Sweet Tooth Season 3 Review

Sweet Tooth Season 3 Review

Sweet Tooth Season 3 Review

The third and final season of Sweet Tooth is now streaming on Netflix.

Netflix’s post-apocalyptic fairy tale Sweet Tooth has always valued the journey over the destination. The loose adaptation of Jeff Lemire’s comic series is at its best as a travel show following the young human-deer hybrid Gus (Christian Convery) across the Western United States in search of his mother (and maybe a cure for the disease that has wiped out most of humanity). Unfortunately, its third and final season gets lost introducing new characters and mythology, killing time with monologues and bland action that makes the road to the series’ beautiful and satisfying finale too arduous.

Season 3 makes some strong additions to the Sweet Tooth formula of Gus, his friends, and protectors roaming a ruined world, where they meet other people with their own complicated stories and strategies for survival. The core generational conflict between the last surviving humans and human-animal hybrids is driven home with a stop at a casino where a group of cantankerous seniors horde resources and Gus learns he can’t rely on his luck or charm to solve every problem. Another sweet episode uses a family’s fear of having a hybrid child to nod to the ways some parents push their kids towards conformity in the name of protecting them.

These parables aren’t subtle, and as earnest episodic tales they never overstay their welcome. Unfortunately, Season 3 also strays from its core characters for too long, introducing an entirely new ensemble that, despite hogging screen time, never really gets fleshed out. Much of Sweet Tooth has revolved around Gus’ innocence and its power to bring out the best in others: pro football player-turned-hybrid hunter Thomas “Big Man” Jepperd (Nonso Anozie) became Gus’ guardian, while Becky (Stefania LaVie Owen) – who once waged a war to protect hybrids as leader of the Animal Army – began seeking more peaceful solutions. That makes it all the more disappointing to see Cara Gee – who brought so much nuance to her role in The Expanse – and wasted on the role of Siana, the perfectly benevolent leader of an Alaskan research outpost Gus’ mom has apparently been working with.

Nothing about the outpost makes sense. It supposedly avoided contagion due its remoteness, but we see that it’s accessible by both plane and ship.
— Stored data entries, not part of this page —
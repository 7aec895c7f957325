//! Property values stored in a container

use super::template_value::{TemplateValue, TemplateValueStatus};
use crate::model::{ProductCmptProperty, PropertyValueType, ValueSet};
use std::fmt;

/// Identifier of a part, unique within its product component
pub type PartId = u32;

/// Value of an attribute: one value or a list of values
#[derive(Debug, Clone, PartialEq, Eq)]
pub enum ValueHolder {
    Single(Option<String>),
    Multi(Vec<Option<String>>),
}

impl ValueHolder {
    pub fn single(value: impl Into<String>) -> Self {
        ValueHolder::Single(Some(value.into()))
    }

    pub fn is_multi(&self) -> bool {
        matches!(self, ValueHolder::Multi(_))
    }

    /// First value; for a single holder the value itself
    pub fn first(&self) -> Option<&str> {
        match self {
            ValueHolder::Single(value) => value.as_deref(),
            ValueHolder::Multi(values) => values.first().and_then(|v| v.as_deref()),
        }
    }

    /// Wrap a single value into a list, keeping it as the only element
    pub fn to_multi(&self) -> ValueHolder {
        match self {
            ValueHolder::Single(None) => ValueHolder::Multi(Vec::new()),
            ValueHolder::Single(Some(value)) => ValueHolder::Multi(vec![Some(value.clone())]),
            multi @ ValueHolder::Multi(_) => multi.clone(),
        }
    }

    /// Unwrap a list into its first element
    pub fn to_single(&self) -> ValueHolder {
        match self {
            single @ ValueHolder::Single(_) => single.clone(),
            ValueHolder::Multi(values) => ValueHolder::Single(values.first().cloned().flatten()),
        }
    }

    /// Holder of the given shape for an attribute default value
    pub fn for_default(default_value: Option<&str>, multi_value: bool) -> ValueHolder {
        let single = ValueHolder::Single(default_value.map(str::to_string));
        if multi_value {
            single.to_multi()
        } else {
            single
        }
    }
}

impl fmt::Display for ValueHolder {
    fn fmt(&self, f: &mut fmt::Formatter<'_>) -> fmt::Result {
        match self {
            ValueHolder::Single(value) => f.write_str(value.as_deref().unwrap_or("<null>")),
            ValueHolder::Multi(values) => {
                let rendered: Vec<&str> = values
                    .iter()
                    .map(|v| v.as_deref().unwrap_or("<null>"))
                    .collect();
                write!(f, "[{}]", rendered.join(", "))
            }
        }
    }
}

/// Kind-specific payload of a property value
#[derive(Debug, Clone, PartialEq, Eq)]
pub enum PropertyContent {
    Attribute(ValueHolder),
    Default(Option<String>),
    ValueSet(ValueSet),
    /// Name of the table content
    TableUsage(Option<String>),
    /// Formula expression text
    Formula(Option<String>),
    RuleConfig { active: bool },
}

impl PropertyContent {
    /// Empty payload for a value kind
    pub fn empty(value_type: PropertyValueType) -> Self {
        match value_type {
            PropertyValueType::AttributeValue => PropertyContent::Attribute(ValueHolder::Single(None)),
            PropertyValueType::ConfiguredDefault => PropertyContent::Default(None),
            PropertyValueType::ConfiguredValueSet => PropertyContent::ValueSet(ValueSet::default()),
            PropertyValueType::TableContentUsage => PropertyContent::TableUsage(None),
            PropertyValueType::Formula => PropertyContent::Formula(None),
            PropertyValueType::ValidationRuleConfig => PropertyContent::RuleConfig { active: true },
        }
    }

    /// Payload a freshly created value of a declared property starts with
    pub fn default_for(property: ProductCmptProperty<'_>, value_type: PropertyValueType) -> Self {
        match (property, value_type) {
            (ProductCmptProperty::Attribute(attribute), _) => PropertyContent::Attribute(
                ValueHolder::for_default(attribute.default_value.as_deref(), attribute.multi_value),
            ),
            (ProductCmptProperty::PolicyAttribute(attribute), PropertyValueType::ConfiguredValueSet) => {
                PropertyContent::ValueSet(attribute.value_set.convert_to(attribute.conversion_target()))
            }
            (ProductCmptProperty::PolicyAttribute(attribute), _) => {
                PropertyContent::Default(attribute.default_value.clone())
            }
            (ProductCmptProperty::ValidationRule(rule), _) => PropertyContent::RuleConfig {
                active: rule.active_by_default,
            },
            (ProductCmptProperty::TableUsage(_), _) | (ProductCmptProperty::Formula(_), _) => {
                PropertyContent::empty(value_type)
            }
        }
    }

    pub fn value_type(&self) -> PropertyValueType {
        match self {
            PropertyContent::Attribute(_) => PropertyValueType::AttributeValue,
            PropertyContent::Default(_) => PropertyValueType::ConfiguredDefault,
            PropertyContent::ValueSet(_) => PropertyValueType::ConfiguredValueSet,
            PropertyContent::TableUsage(_) => PropertyValueType::TableContentUsage,
            PropertyContent::Formula(_) => PropertyValueType::Formula,
            PropertyContent::RuleConfig { .. } => PropertyValueType::ValidationRuleConfig,
        }
    }
}

impl fmt::Display for PropertyContent {
    fn fmt(&self, f: &mut fmt::Formatter<'_>) -> fmt::Result {
        match self {
            PropertyContent::Attribute(holder) => write!(f, "{holder}"),
            PropertyContent::ValueSet(value_set) => write!(f, "{value_set}"),
            PropertyContent::Default(text)
            | PropertyContent::TableUsage(text)
            | PropertyContent::Formula(text) => f.write_str(text.as_deref().unwrap_or("<null>")),
            PropertyContent::RuleConfig { active } => {
                f.write_str(if *active { "active" } else { "inactive" })
            }
        }
    }
}

/// One configurable property's value within one container
#[derive(Debug, Clone, PartialEq)]
pub struct PropertyValue {
    pub id: PartId,
    pub property_name: String,
    pub value_type: PropertyValueType,
    pub value: TemplateValue<PropertyContent>,
}

impl PropertyValue {
    pub fn new(
        id: PartId,
        property_name: impl Into<String>,
        value_type: PropertyValueType,
        value: TemplateValue<PropertyContent>,
    ) -> Self {
        debug_assert!(
            value.local().is_none_or(|c| c.value_type() == value_type),
            "content kind must match the value kind"
        );
        Self {
            id,
            property_name: property_name.into(),
            value_type,
            value,
        }
    }

    /// A defined attribute value holding a single value
    pub fn attribute(id: PartId, property_name: impl Into<String>, value: Option<&str>) -> Self {
        Self::new(
            id,
            property_name,
            PropertyValueType::AttributeValue,
            TemplateValue::Defined(PropertyContent::Attribute(ValueHolder::Single(
                value.map(str::to_string),
            ))),
        )
    }

    pub fn status(&self) -> TemplateValueStatus {
        self.value.status()
    }

    pub fn matches(&self, property_name: &str, value_type: PropertyValueType) -> bool {
        self.property_name == property_name && self.value_type == value_type
    }

    /// Locally stored content (defined value or inherited fallback)
    pub fn local_content(&self) -> Option<&PropertyContent> {
        self.value.local()
    }

    /// Locally stored attribute value, if this is an attribute value
    pub fn local_attribute_value(&self) -> Option<&ValueHolder> {
        match self.value.local() {
            Some(PropertyContent::Attribute(holder)) => Some(holder),
            _ => None,
        }
    }
}
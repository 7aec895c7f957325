//! Project configuration file structure
//!
//! ## Example Configuration (prodcmpt.yaml)
//!
//! ```yaml
//! model:
//!   types:
//!     - "model/**/*.type.yaml"
//!   components:
//!     - "products/**/*.cmpt.yaml"
//!
//! validation:
//!   enabled: true
//!   disabled:
//!     - PRODUCTCMPT_LINK-DuplicateRelationTarget
//!   severities:
//!     PRODUCTCMPT_TEMPLATE-InvalidTemplateValueStatus: warning
//!
//! delta:
//!   checkHiddenAttributes: true
//!   checkInheritedFallbacks: true
//! ```

use crate::diagnostics::Severity;
use schemars::JsonSchema;
use serde::{Deserialize, Serialize};
use std::collections::HashMap;
use std::fs;
use std::path::Path;

pub const DEFAULT_TYPE_PATTERNS: [&str; 3] = ["**/*.type.yaml", "**/*.type.yml", "**/*.type.json"];
pub const DEFAULT_CMPT_PATTERNS: [&str; 3] = ["**/*.cmpt.yaml", "**/*.cmpt.yml", "**/*.cmpt.json"];

/// Root of a project configuration file
#[derive(Debug, Clone, Default, Serialize, Deserialize, JsonSchema, PartialEq)]
#[serde(rename_all = "camelCase")]
pub struct ProjectConfig {
    /// JSON schema reference for editor support
    #[serde(rename = "$schema", skip_serializing_if = "Option::is_none")]
    pub schema: Option<String>,

    /// Where type and component files live
    #[serde(skip_serializing_if = "Option::is_none")]
    pub model: Option<ModelConfiguration>,

    /// Which validation messages are reported and how severe they are
    #[serde(skip_serializing_if = "Option::is_none")]
    pub validation: Option<ValidationConfiguration>,

    /// Optional delta checks
    #[serde(skip_serializing_if = "Option::is_none")]
    pub delta: Option<DeltaConfiguration>,
}

/// File discovery for the type model and the product components
#[derive(Debug, Clone, Default, Serialize, Deserialize, JsonSchema, PartialEq)]
#[serde(rename_all = "camelCase")]
pub struct ModelConfiguration {
    #[schemars(description = "Glob patterns of product component type files")]
    pub types: Option<Vec<String>>,

    #[schemars(description = "Glob patterns of product component files")]
    pub components: Option<Vec<String>>,

    #[schemars(description = "Glob patterns of files to skip")]
    pub exclude: Option<Vec<String>>,
}

#[derive(Debug, Clone, Default, Serialize, Deserialize, JsonSchema, PartialEq)]
#[serde(rename_all = "camelCase")]
pub struct ValidationConfiguration {
    #[schemars(description = "Enable or disable validation")]
    pub enabled: Option<bool>,

    #[schemars(description = "Message codes that are never reported")]
    pub disabled: Option<Vec<String>>,

    #[schemars(description = "Severity overrides keyed by message code")]
    pub severities: Option<HashMap<String, Severity>>,
}

#[derive(Debug, Clone, Default, Serialize, Deserialize, JsonSchema, PartialEq)]
#[serde(rename_all = "camelCase")]
pub struct DeltaConfiguration {
    #[schemars(description = "Report hidden attributes whose value differs from the model default")]
    pub check_hidden_attributes: Option<bool>,

    #[schemars(description = "Report inherited values whose cached fallback is stale")]
    pub check_inherited_fallbacks: Option<bool>,
}

impl ProjectConfig {
    /// Load a configuration file, choosing the format by file name
    pub fn load(path: &Path) -> Result<Self, Box<dyn std::error::Error>> {
        let content = fs::read_to_string(path)?;
        Self::parse(&content, path)
    }

    pub fn parse(content: &str, path: &Path) -> Result<Self, Box<dyn std::error::Error>> {
        let ext = path.extension().and_then(|e| e.to_str());
        match ext {
            Some("yaml") | Some("yml") => Ok(serde_yaml::from_str(content)?),
            Some("json") => Ok(serde_json::from_str(content)?),
            Some("jsonc") => Ok(json5::from_str(content)?),
            Some("toml") => Ok(toml::from_str(content)?),
            _ => Err("Unsupported file extension (expected .yaml, .yml, .json, .jsonc or .toml)".into()),
        }
    }

    pub fn type_patterns(&self) -> Vec<String> {
        self.model
            .as_ref()
            .and_then(|m| m.types.clone())
            .unwrap_or_else(|| DEFAULT_TYPE_PATTERNS.iter().map(|p| p.to_string()).collect())
    }

    pub fn cmpt_patterns(&self) -> Vec<String> {
        self.model
            .as_ref()
            .and_then(|m| m.components.clone())
            .unwrap_or_else(|| DEFAULT_CMPT_PATTERNS.iter().map(|p| p.to_string()).collect())
    }

    pub fn exclude_patterns(&self) -> Vec<String> {
        self.model
            .as_ref()
            .and_then(|m| m.exclude.clone())
            .unwrap_or_default()
    }

    pub fn validation_enabled(&self) -> bool {
        self.validation
            .as_ref()
            .and_then(|v| v.enabled)
            .unwrap_or(true)
    }

    pub fn disabled_codes(&self) -> Vec<String> {
        self.validation
            .as_ref()
            .and_then(|v| v.disabled.clone())
            .unwrap_or_default()
    }

    pub fn severity_overrides(&self) -> HashMap<String, Severity> {
        self.validation
            .as_ref()
            .and_then(|v| v.severities.clone())
            .unwrap_or_default()
    }

    pub fn check_hidden_attributes(&self) -> bool {
        self.delta
            .as_ref()
            .and_then(|d| d.check_hidden_attributes)
            .unwrap_or(true)
    }

    pub fn check_inherited_fallbacks(&self) -> bool {
        self.delta
            .as_ref()
            .and_then(|d| d.check_inherited_fallbacks)
            .unwrap_or(true)
    }

    /// Configuration written by `prodcmpt config init`
    pub fn example() -> Self {
        Self {
            schema: None,
            model: Some(ModelConfiguration {
                types: Some(DEFAULT_TYPE_PATTERNS.iter().map(|p| p.to_string()).collect()),
                components: Some(DEFAULT_CMPT_PATTERNS.iter().map(|p| p.to_string()).collect()),
                exclude: None,
            }),
            validation: Some(ValidationConfiguration {
                enabled: Some(true),
                disabled: None,
                severities: None,
            }),
            delta: Some(DeltaConfiguration {
                check_hidden_attributes: Some(true),
                check_inherited_fallbacks: Some(true),
            }),
        }
    }

    /// JSON schema of the configuration file
    pub fn json_schema() -> serde_json::Value {
        let schema = schemars::schema_for!(ProjectConfig);
        serde_json::to_value(&schema).unwrap_or_default()
    }
}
There’s no explanation for how Siana wound up in charge, or why her adorably mischievous daughter – a half-arctic fox hybrid named Nuka (Ayazhan Dalabayeva) – is the only kid around. I couldn’t remember the names of any of the other new characters after eight episodes, and certainly wasn’t invested in their incredibly goofy fight scenes involving harpoons and sporting equipment. Becky and her sister Wendy (Naledi Murray) wind up largely shunted into this plot, which is a disservice to the characters. They deserve more time to shine on their own or alongside Sweet Tooth’s true protagonists.

Jepperd at least has stronger motivations as he seeks to protect Gus from the hybrid killer Dr. Singh (Adeel Akhtar), whose belief that Gus holds the key to his own redemption (and that of humanity) takes on a religious zeal this season. Akhtar brings a disturbing manicness to the role, his eyes blazing behind his glasses as he preaches about his destiny and tries to establish himself as another guardian for the antlered boy.

Sweet Tooth doesn’t feel like a show that needs hard answers to its mysteries, and the attempts to put the pieces together in the final season feel clumsy. There’s far too much talking about fate to justify multiple characters converging on the same location. There are sloppy storytelling devices like a character promising to take a piece of information to his death only to turn out to have a map in his home, and social conflicts are too often resolved by a stirring monologue. Other times the show turns to cheap-looking action sequences with few real stakes, like a random avalanche or pointless snowmobile chase.

Sweet Tooth doesn’t feel like a show that needs hard answers to its mysteries.

After briefly establishing herself as a threat last season, Texas mogul Helen Zhang (Rosalind Chao) steps into the role of primary villain in Season 3 with the help of her daughter, the far more conflicted Rosie (Kelly Marie Tran). Dressed in a fur coat and leading a posse of cowboy hat-wearing thugs who drive trucks decorated with steer horns, Helen is entertainingly over-the-top. Her cruelty towards her daughter and hybrid grandchildren neatly fits with the show’s themes of prioritizing the bonds of found family over the obligations of blood. Rosie nimbly walks the tightrope of moral ambiguity, her face often set in a mask of fierceness that seems about to break and spill out all her trauma. It’s evidence that the series is capable of building up new characters organically, which makes the clumsy insertion of the outpost crew feel even weaker.